Heb je na het krijgen van een jongen meer kans op een meisje?
Als je denkt dat de kans altijd 50-50 is op een jongen of een meisje, dan heb je het mis. De kans dat je een zoon krijgt is iets groter, namelijk.
Er worden namelijk net iets meer jongens dan meisjes geboren: 51,2 procent tegenover 48,8 procent.
Kiezen of niet
Het geslacht van een baby wordt bepaald door de combinatie van chromosomen van zowel de moeder als de vader. Menselijke cellen bevatten 23 paar chromosomen, waarvan één paar geslachtschromosomen is.

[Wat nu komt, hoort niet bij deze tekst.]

//! Session store configuration.

use crate::backend::BackendSettings;
use crate::codec::{DEFAULT_MAX_LENGTH, KeyPair};
use crate::error::{SessionError, SessionResult};
use crate::guard::LockStrategy;
use crate::session::SessionOptions;
use base64::{Engine, engine::general_purpose::STANDARD};
use serde::{Deserialize, Serialize};
use std::env;

/// What a lookup does when the cookie is valid but the record cannot be
/// loaded.
#[derive(Debug, Clone, Copy, Default, PartialEq, Eq, Serialize, Deserialize)]
#[serde(rename_all = "snake_case")]
pub enum LoadErrorPolicy {
    /// Return a new, empty session and no error.
    ///
    /// Compatible with deployments where stale cookies are common.
    #[default]
    Swallow,
    /// Report backend and record-decode failures to the caller. A missing
    /// record still yields a new session without error.
    Surface,
}

/// Session store configuration.
#[derive(Debug, Clone)]
pub struct SessionConfig {
    /// Backend name, resolved through the backend registry
    pub backend: String,
    /// Backend endpoints, tried in order
    pub endpoints: Vec<String>,
    /// Bucket/namespace the backend stores sessions under
    pub bucket: String,
    /// Codec key pairs, current key first
    pub key_pairs: Vec<KeyPair>,
    /// Default cookie options for new sessions
    pub options: SessionOptions,
    /// Maximum length of an encoded cookie value; 0 disables the check
    pub max_length: usize,
    /// Backend call serialization
    pub lock_strategy: LockStrategy,
    /// Lookup behavior on load failures
    pub load_error_policy: LoadErrorPolicy,
}

impl Default for SessionConfig {
    fn default() -> Self {
        Self {
            backend: "etcd".to_string(),
            endpoints: vec!["http://127.0.0.1:2379".to_string()],
            bucket: "sessions".to_string(),
            key_pairs: Vec::new(),
            options: SessionOptions::default(),
            max_length: DEFAULT_MAX_LENGTH,
            lock_strategy: LockStrategy::Global,
            load_error_policy: LoadErrorPolicy::Swallow,
        }
    }
}

impl SessionConfig {
    /// Create a configuration for a named backend.
    ///
    /// # Examples
    ///
    /// ```
    /// use armature_session::SessionConfig;
    ///
    /// let config = SessionConfig::new("etcd", vec!["http://10.0.0.1:2379".to_string()], "sessions")
    ///     .with_hash_key(b"a-very-secret-hash-key-of-32-byt".to_vec());
    /// assert!(config.validate().is_ok());
    /// ```
    pub fn new(backend: &str, endpoints: Vec<String>, bucket: &str) -> Self {
        Self {
            backend: backend.to_string(),
            endpoints,
            bucket: bucket.to_string(),
            ..Default::default()
        }
    }

    /// In-process configuration, useful for tests.
    pub fn memory() -> Self {
        Self::new("memory", Vec::new(), "sessions")
    }

    /// Build a configuration from `ARMATURE_SESSION_*` environment variables.
    ///
    /// - `ARMATURE_SESSION_BACKEND` - backend name (default `etcd`)
    /// - `ARMATURE_SESSION_ENDPOINTS` - comma-separated endpoints
    /// - `ARMATURE_SESSION_BUCKET` - bucket name (default `sessions`)
    /// - `ARMATURE_SESSION_KEYS` - comma-separated base64 keys: hash, block, hash, block, ...
    /// - `ARMATURE_SESSION_MAX_AGE` - cookie max age in seconds
    /// - `ARMATURE_SESSION_MAX_LENGTH` - maximum encoded cookie length, 0 for none
    /// - `ARMATURE_SESSION_SECURE` - `1`/`true` for secure cookies
    /// - `ARMATURE_SESSION_LOCK` - `global` or `per_key`
    pub fn from_env() -> SessionResult<Self> {
        let mut config = Self::default();

        if let Ok(backend) = env::var("ARMATURE_SESSION_BACKEND") {
            config.backend = backend;
        }

        if let Ok(endpoints) = env::var("ARMATURE_SESSION_ENDPOINTS") {
            config.endpoints = split_list(&endpoints);
        }

        if let Ok(bucket) = env::var("ARMATURE_SESSION_BUCKET") {
            config.bucket = bucket;
        }

        if let Ok(keys) = env::var("ARMATURE_SESSION_KEYS") {
            let keys = split_list(&keys)
                .iter()
                .map(|key| {
                    STANDARD
                        .decode(key)
                        .map_err(|e| SessionError::Config(format!("invalid session key: {}", e)))
                })
                .collect::<SessionResult<Vec<_>>>()?;
            config.key_pairs = KeyPair::from_flat(&keys);
        }

        if let Ok(max_age) = env::var("ARMATURE_SESSION_MAX_AGE") {
            config.options.max_age = max_age.trim().parse().map_err(|_| {
                SessionError::Config(format!("invalid ARMATURE_SESSION_MAX_AGE: {}", max_age))
            })?;
        }

        if let Ok(max_length) = env::var("ARMATURE_SESSION_MAX_LENGTH") {
            config.max_length = max_length.trim().parse().map_err(|_| {
                SessionError::Config(format!(
                    "invalid ARMATURE_SESSION_MAX_LENGTH: {}",
                    max_length
                ))
            })?;
        }

        if let Ok(secure) = env::var("ARMATURE_SESSION_SECURE") {
            config.options.secure = secure == "1" || secure.to_lowercase() == "true";
        }

        if let Ok(lock) = env::var("ARMATURE_SESSION_LOCK") {
            config.lock_strategy = match lock.to_lowercase().as_str() {
                "global" => LockStrategy::Global,
                "per_key" | "per-key" => LockStrategy::PerKey,
                other => {
                    return Err(SessionError::Config(format!(
                        "invalid ARMATURE_SESSION_LOCK: {}",
                        other
                    )));
                }
            };
        }

        Ok(config)
    }

    /// Add a signing-only key pair.
    pub fn with_hash_key(mut self, hash_key: Vec<u8>) -> Self {
        self.key_pairs.push(KeyPair::new(hash_key));
        self
    }

    /// Add a key pair. The first pair added encodes new cookies.
    pub fn with_key_pair(mut self, pair: KeyPair) -> Self {
        self.key_pairs.push(pair);
        self
    }

    /// Set the default cookie options.
    pub fn with_options(mut self, options: SessionOptions) -> Self {
        self.options = options;
        self
    }

    /// Set the default cookie max age in seconds.
    pub fn with_max_age(mut self, max_age: i64) -> Self {
        self.options.max_age = max_age;
        self
    }

    /// Set the maximum encoded cookie length; 0 disables the check.
    ///
    /// Stored records are not subject to this limit.
    pub fn with_max_length(mut self, max_length: usize) -> Self {
        self.max_length = max_length;
        self
    }

    /// Set the bucket name.
    pub fn with_bucket(mut self, bucket: &str) -> Self {
        self.bucket = bucket.to_string();
        self
    }

    /// Set how backend calls are serialized.
    pub fn with_lock_strategy(mut self, strategy: LockStrategy) -> Self {
        self.lock_strategy = strategy;
        self
    }

    /// Set lookup behavior on load failures.
    pub fn with_load_error_policy(mut self, policy: LoadErrorPolicy) -> Self {
        self.load_error_policy = policy;
        self
    }

    /// Settings passed to the backend factory.
    pub fn backend_settings(&self) -> BackendSettings {
        BackendSettings::new(self.endpoints.clone(), self.bucket.clone())
    }

    /// Check that the configuration can build a store.
    pub fn validate(&self) -> SessionResult<()> {
        if self.backend.is_empty() {
            return Err(SessionError::Config("backend name is required".to_string()));
        }
        if self.key_pairs.is_empty() {
            return Err(SessionError::Config(
                "at least one key pair is required".to_string(),
            ));
        }
        if self.key_pairs.iter().any(|pair| pair.hash_key.is_empty()) {
            return Err(SessionError::Config("hash key must not be empty".to_string()));
        }
        Ok(())
    }
}

fn split_list(value: &str) -> Vec<String> {
    value
        .split(',')
        .map(str::trim)
        .filter(|s| !s.is_empty())
        .map(ToString::to_string)
        .collect()
}

#[cfg(test)]
mod tests {
    use super::*;

    #[test]
    fn test_default_config() {
        let config = SessionConfig::default();
        assert_eq!(config.backend, "etcd");
        assert_eq!(config.bucket, "sessions");
        assert_eq!(config.options.max_age, 86400 * 30);
        assert_eq!(config.max_length, 4096);
        assert_eq!(config.lock_strategy, LockStrategy::Global);
        assert_eq!(config.load_error_policy, LoadErrorPolicy::Swallow);
    }

    #[test]
    fn test_config_builder() {
        let config = SessionConfig::new("consul", vec!["http://c:8500".to_string()], "app")
            .with_hash_key(vec![1; 32])
            .with_key_pair(KeyPair::with_block_key(vec![2; 32], vec![3; 32]))
            .with_max_age(600)
            .with_max_length(8192)
            .with_lock_strategy(LockStrategy::PerKey)
            .with_load_error_policy(LoadErrorPolicy::Surface);

        assert_eq!(config.key_pairs.len(), 2);
        assert_eq!(config.options.max_age, 600);
        assert_eq!(config.max_length, 8192);
        assert_eq!(config.lock_strategy, LockStrategy::PerKey);
        assert_eq!(config.load_error_policy, LoadErrorPolicy::Surface);

        let settings = config.backend_settings();
        assert_eq!(settings.endpoints, vec!["http://c:8500"]);
        assert_eq!(settings.bucket, "app");
    }

    #[test]
    fn test_validate() {
        assert!(SessionConfig::memory().validate().is_err());
        assert!(SessionConfig::memory().with_hash_key(vec![]).validate().is_err());
        assert!(SessionConfig::memory().with_hash_key(vec![1; 32]).validate().is_ok());
    }

    #[test]
    fn test_split_list() {
        assert_eq!(split_list(" a, b ,,c "), vec!["a", "b", "c"]);
        assert!(split_list("").is_empty());
    }

    #[test]
    fn test_lock_strategy_serde() {
        let strategy: LockStrategy = serde_json::from_str("\"per_key\"").unwrap();
        assert_eq!(strategy, LockStrategy::PerKey);
        let policy: LoadErrorPolicy = serde_json::from_str("\"surface\"").unwrap();
        assert_eq!(policy, LoadErrorPolicy::Surface);
    }
}
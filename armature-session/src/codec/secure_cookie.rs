use super::error::{CodecError, CodecResult};
use crate::session::DEFAULT_MAX_AGE;
use aes_gcm::aead::{Aead, AeadCore, KeyInit, OsRng};
use aes_gcm::{Aes128Gcm, Aes256Gcm, Nonce};
use base64::{Engine, engine::general_purpose::URL_SAFE_NO_PAD};
use hmac::{Hmac, Mac};
use sha2::Sha256;
use std::fmt;

type HmacSha256 = Hmac<Sha256>;

const NONCE_LEN: usize = 12;

/// Default maximum length of an encoded value.
pub const DEFAULT_MAX_LENGTH: usize = 4096;

#[derive(Clone)]
enum BlockCipher {
    Aes128(Aes128Gcm),
    Aes256(Aes256Gcm),
}

impl BlockCipher {
    fn new(key: &[u8]) -> CodecResult<Self> {
        match key.len() {
            16 => Aes128Gcm::new_from_slice(key)
                .map(BlockCipher::Aes128)
                .map_err(|_| CodecError::InvalidBlockKey(key.len())),
            32 => Aes256Gcm::new_from_slice(key)
                .map(BlockCipher::Aes256)
                .map_err(|_| CodecError::InvalidBlockKey(key.len())),
            len => Err(CodecError::InvalidBlockKey(len)),
        }
    }

    /// Returns `nonce || ciphertext`.
    fn encrypt(&self, plaintext: &[u8]) -> CodecResult<Vec<u8>> {
        let nonce = Aes256Gcm::generate_nonce(&mut OsRng);
        let ciphertext = match self {
            BlockCipher::Aes128(cipher) => cipher.encrypt(&nonce, plaintext),
            BlockCipher::Aes256(cipher) => cipher.encrypt(&nonce, plaintext),
        }
        .map_err(|e| CodecError::Encryption(e.to_string()))?;

        let mut out = Vec::with_capacity(NONCE_LEN + ciphertext.len());
        out.extend_from_slice(&nonce);
        out.extend_from_slice(&ciphertext);
        Ok(out)
    }

    fn decrypt(&self, data: &[u8]) -> CodecResult<Vec<u8>> {
        if data.len() < NONCE_LEN {
            return Err(CodecError::Decryption("value is too short".to_string()));
        }
        let (nonce, ciphertext) = data.split_at(NONCE_LEN);
        let nonce = Nonce::from_slice(nonce);
        match self {
            BlockCipher::Aes128(cipher) => cipher.decrypt(nonce, ciphertext),
            BlockCipher::Aes256(cipher) => cipher.decrypt(nonce, ciphertext),
        }
        .map_err(|e| CodecError::Decryption(e.to_string()))
    }
}

/// Authenticated (and optionally encrypted) cookie value codec.
///
/// Encoded values carry a timestamp and an HMAC-SHA256 over the cookie name,
/// the timestamp and the payload, so a value minted for one cookie name does
/// not verify under another.
#[derive(Clone)]
pub struct SecureCookie {
    hash_key: Vec<u8>,
    cipher: Option<BlockCipher>,
    max_age: i64,
    min_age: i64,
    max_length: usize,
}

impl fmt::Debug for SecureCookie {
    fn fmt(&self, f: &mut fmt::Formatter<'_>) -> fmt::Result {
        f.debug_struct("SecureCookie")
            .field("encrypted", &self.cipher.is_some())
            .field("max_age", &self.max_age)
            .field("min_age", &self.min_age)
            .field("max_length", &self.max_length)
            .finish()
    }
}

impl SecureCookie {
    /// Create a codec from a hash key and an optional block key.
    ///
    /// The block key enables AES-GCM encryption and must be 16 or 32 bytes.
    pub fn new(hash_key: &[u8], block_key: Option<&[u8]>) -> CodecResult<Self> {
        if hash_key.is_empty() {
            return Err(CodecError::HashKeyNotSet);
        }
        let cipher = block_key
            .filter(|key| !key.is_empty())
            .map(BlockCipher::new)
            .transpose()?;

        Ok(Self {
            hash_key: hash_key.to_vec(),
            cipher,
            max_age: DEFAULT_MAX_AGE,
            min_age: 0,
            max_length: DEFAULT_MAX_LENGTH,
        })
    }

    /// Set the maximum age in seconds; 0 disables the check.
    pub fn with_max_age(mut self, max_age: i64) -> Self {
        self.max_age = max_age;
        self
    }

    /// Set the minimum age in seconds; 0 disables the check.
    pub fn with_min_age(mut self, min_age: i64) -> Self {
        self.min_age = min_age;
        self
    }

    /// Set the maximum encoded length; 0 disables the check.
    pub fn with_max_length(mut self, max_length: usize) -> Self {
        self.max_length = max_length;
        self
    }

    pub fn set_max_age(&mut self, max_age: i64) {
        self.max_age = max_age;
    }

    pub fn set_max_length(&mut self, max_length: usize) {
        self.max_length = max_length;
    }

    pub fn max_length(&self) -> usize {
        self.max_length
    }

    pub fn max_age(&self) -> i64 {
        self.max_age
    }

    pub fn is_encrypted(&self) -> bool {
        self.cipher.is_some()
    }

    /// Encode a payload for the given cookie name.
    pub fn encode(&self, name: &str, payload: &[u8]) -> CodecResult<String> {
        self.encode_at(name, payload, chrono::Utc::now().timestamp())
    }

    pub(crate) fn encode_at(&self, name: &str, payload: &[u8], timestamp: i64) -> CodecResult<String> {
        let payload = match &self.cipher {
            Some(cipher) => cipher.encrypt(payload)?,
            None => payload.to_vec(),
        };
        let body = URL_SAFE_NO_PAD.encode(payload);

        let mac = self.sign(name, timestamp, &body)?;
        let mut raw = format!("{}|{}|", timestamp, body).into_bytes();
        raw.extend_from_slice(&mac);

        let encoded = URL_SAFE_NO_PAD.encode(raw);
        if self.max_length != 0 && encoded.len() > self.max_length {
            return Err(CodecError::ValueTooLong(encoded.len()));
        }
        Ok(encoded)
    }

    /// Verify and decode a value produced by [`SecureCookie::encode`].
    pub fn decode(&self, name: &str, value: &str) -> CodecResult<Vec<u8>> {
        if self.max_length != 0 && value.len() > self.max_length {
            return Err(CodecError::ValueTooLong(value.len()));
        }

        let raw = URL_SAFE_NO_PAD
            .decode(value)
            .map_err(|e| CodecError::Malformed(e.to_string()))?;

        // timestamp|body|mac; the MAC is binary and may itself contain '|'
        let mut parts = raw.splitn(3, |b| *b == b'|');
        let (Some(timestamp), Some(body), Some(mac)) = (parts.next(), parts.next(), parts.next())
        else {
            return Err(CodecError::Malformed("missing separator".to_string()));
        };

        let timestamp = std::str::from_utf8(timestamp)
            .ok()
            .and_then(|t| t.parse::<i64>().ok())
            .ok_or_else(|| CodecError::Malformed("invalid timestamp".to_string()))?;
        let body =
            std::str::from_utf8(body).map_err(|e| CodecError::Malformed(e.to_string()))?;

        self.verify(name, timestamp, body, mac)?;

        let now = chrono::Utc::now().timestamp();
        if self.min_age != 0 && timestamp > now - self.min_age {
            return Err(CodecError::TooNew);
        }
        if self.max_age != 0 && timestamp < now - self.max_age {
            return Err(CodecError::Expired);
        }

        let payload = URL_SAFE_NO_PAD
            .decode(body)
            .map_err(|e| CodecError::Malformed(e.to_string()))?;

        match &self.cipher {
            Some(cipher) => cipher.decrypt(&payload),
            None => Ok(payload),
        }
    }

    fn mac(&self, name: &str, timestamp: i64, body: &str) -> CodecResult<HmacSha256> {
        let mut mac = <HmacSha256 as Mac>::new_from_slice(&self.hash_key)
            .map_err(|_| CodecError::HashKeyNotSet)?;
        mac.update(format!("{}|{}|{}", name, timestamp, body).as_bytes());
        Ok(mac)
    }

    fn sign(&self, name: &str, timestamp: i64, body: &str) -> CodecResult<Vec<u8>> {
        Ok(self
            .mac(name, timestamp, body)?
            .finalize()
            .into_bytes()
            .to_vec())
    }

    fn verify(&self, name: &str, timestamp: i64, body: &str, tag: &[u8]) -> CodecResult<()> {
        // verify_slice compares in constant time
        self.mac(name, timestamp, body)?
            .verify_slice(tag)
            .map_err(|_| CodecError::InvalidMac)
    }
}

#[cfg(test)]
mod tests {
    use super::*;

    const HASH_KEY: &[u8] = b"test_hash_key_32_bytes_long!!!!!";
    const BLOCK_KEY: &[u8] = b"test_block_key_32_bytes_long!!!!";

    #[test]
    fn test_encode_decode_signed() {
        let codec = SecureCookie::new(HASH_KEY, None).unwrap();
        let encoded = codec.encode("sid", b"\"hello\"").unwrap();

        assert!(!encoded.contains('='));
        assert_eq!(codec.decode("sid", &encoded).unwrap(), b"\"hello\"");
    }

    #[test]
    fn test_encode_decode_encrypted() {
        let codec = SecureCookie::new(HASH_KEY, Some(BLOCK_KEY)).unwrap();
        assert!(codec.is_encrypted());

        let encoded = codec.encode("sid", b"secret payload").unwrap();
        let raw = URL_SAFE_NO_PAD.decode(&encoded).unwrap();
        assert!(!String::from_utf8_lossy(&raw).contains("secret payload"));

        assert_eq!(codec.decode("sid", &encoded).unwrap(), b"secret payload");
    }

    #[test]
    fn test_aes128_block_key() {
        let codec = SecureCookie::new(HASH_KEY, Some(&BLOCK_KEY[..16])).unwrap();
        let encoded = codec.encode("sid", b"x").unwrap();
        assert_eq!(codec.decode("sid", &encoded).unwrap(), b"x");
    }

    #[test]
    fn test_invalid_keys() {
        assert!(matches!(
            SecureCookie::new(b"", None),
            Err(CodecError::HashKeyNotSet)
        ));
        assert!(matches!(
            SecureCookie::new(HASH_KEY, Some(b"short")),
            Err(CodecError::InvalidBlockKey(5))
        ));
    }

    #[test]
    fn test_name_is_authenticated() {
        let codec = SecureCookie::new(HASH_KEY, None).unwrap();
        let encoded = codec.encode("sid", b"1").unwrap();
        assert!(matches!(
            codec.decode("other", &encoded),
            Err(CodecError::InvalidMac)
        ));
    }

    #[test]
    fn test_wrong_key_rejected() {
        let codec = SecureCookie::new(HASH_KEY, None).unwrap();
        let other = SecureCookie::new(b"wrong_hash_key_32_bytes_long!!!!", None).unwrap();
        let encoded = codec.encode("sid", b"1").unwrap();
        assert!(matches!(
            other.decode("sid", &encoded),
            Err(CodecError::InvalidMac)
        ));
    }

    #[test]
    fn test_tampered_value_rejected() {
        let codec = SecureCookie::new(HASH_KEY, None).unwrap();
        let encoded = codec.encode("sid", b"\"user\"").unwrap();

        let mut raw = URL_SAFE_NO_PAD.decode(&encoded).unwrap();
        // flip a bit inside the body, right after the timestamp separator
        let pos = raw.iter().position(|b| *b == b'|').unwrap() + 1;
        raw[pos] ^= 0x01;
        let tampered = URL_SAFE_NO_PAD.encode(raw);

        assert!(codec.decode("sid", &tampered).is_err());
        assert!(matches!(
            codec.decode("sid", "not base64 at all!"),
            Err(CodecError::Malformed(_))
        ));
    }

    #[test]
    fn test_expired_value() {
        let codec = SecureCookie::new(HASH_KEY, None).unwrap().with_max_age(60);
        let old = chrono::Utc::now().timestamp() - 120;
        let encoded = codec.encode_at("sid", b"1", old).unwrap();
        assert!(matches!(codec.decode("sid", &encoded), Err(CodecError::Expired)));

        let unlimited = codec.clone().with_max_age(0);
        assert!(unlimited.decode("sid", &encoded).is_ok());
    }

    #[test]
    fn test_too_new_value() {
        let codec = SecureCookie::new(HASH_KEY, None).unwrap().with_min_age(60);
        let encoded = codec.encode("sid", b"1").unwrap();
        assert!(matches!(codec.decode("sid", &encoded), Err(CodecError::TooNew)));
    }

    #[test]
    fn test_defaults_match_cookie_defaults() {
        let codec = SecureCookie::new(HASH_KEY, None).unwrap();
        assert_eq!(codec.max_age(), crate::session::SessionOptions::default().max_age);
        assert_eq!(codec.max_length(), DEFAULT_MAX_LENGTH);
    }

    #[test]
    fn test_max_length() {
        let codec = SecureCookie::new(HASH_KEY, None).unwrap().with_max_length(64);
        assert!(matches!(
            codec.encode("sid", &[b'a'; 200]),
            Err(CodecError::ValueTooLong(_))
        ));

        let unbounded = codec.with_max_length(0);
        assert!(unbounded.encode("sid", &[b'a'; 8192]).is_ok());
    }
}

Vrouwen hebben twee X-chromosomen (XX), en mannen hebben een X- en een Y-chromosoom (XY).
Het geslacht van een baby wordt bepaald door het geslachtschromosoom dat de vader bijdraagt:
- Als de vader een X-chromosoom bijdraagt, wordt het geslacht van de baby XX en is het een meisje.
- Als de vader een Y-chromosoom bijdraagt, wordt het geslacht van de baby XY en is het een jongen.
De kans op het krijgen van een meisje of een jongen wordt dus bepaald door de willekeurige combinatie van de chromosomen bij de bevruchting. Elke zwangerschap is uniek. En dus maakt het eigenlijk nooit uit wat je als eerste kind hebt gekregen: een jongen of een meisje. De kans dat je daarna weer een jongen of weer een meisje krijgt, blijft even groot.
Kans op een meisje
Of je er invloed op hebt, op het geslacht? Nee, nauwelijks. Ook niet met gekke diëten en seksstandjes. Er zijn geen natuurlijke manieren om de kans op het krijgen van een meisje of jongen te beïnvloeden zonder wetenschappelijke interventies zoals geslachtskeuze (bijvoorbeeld met behulp van IVF en pre-implantatie genetische screening). Het blijft grotendeels een kwestie van toeval en genetica.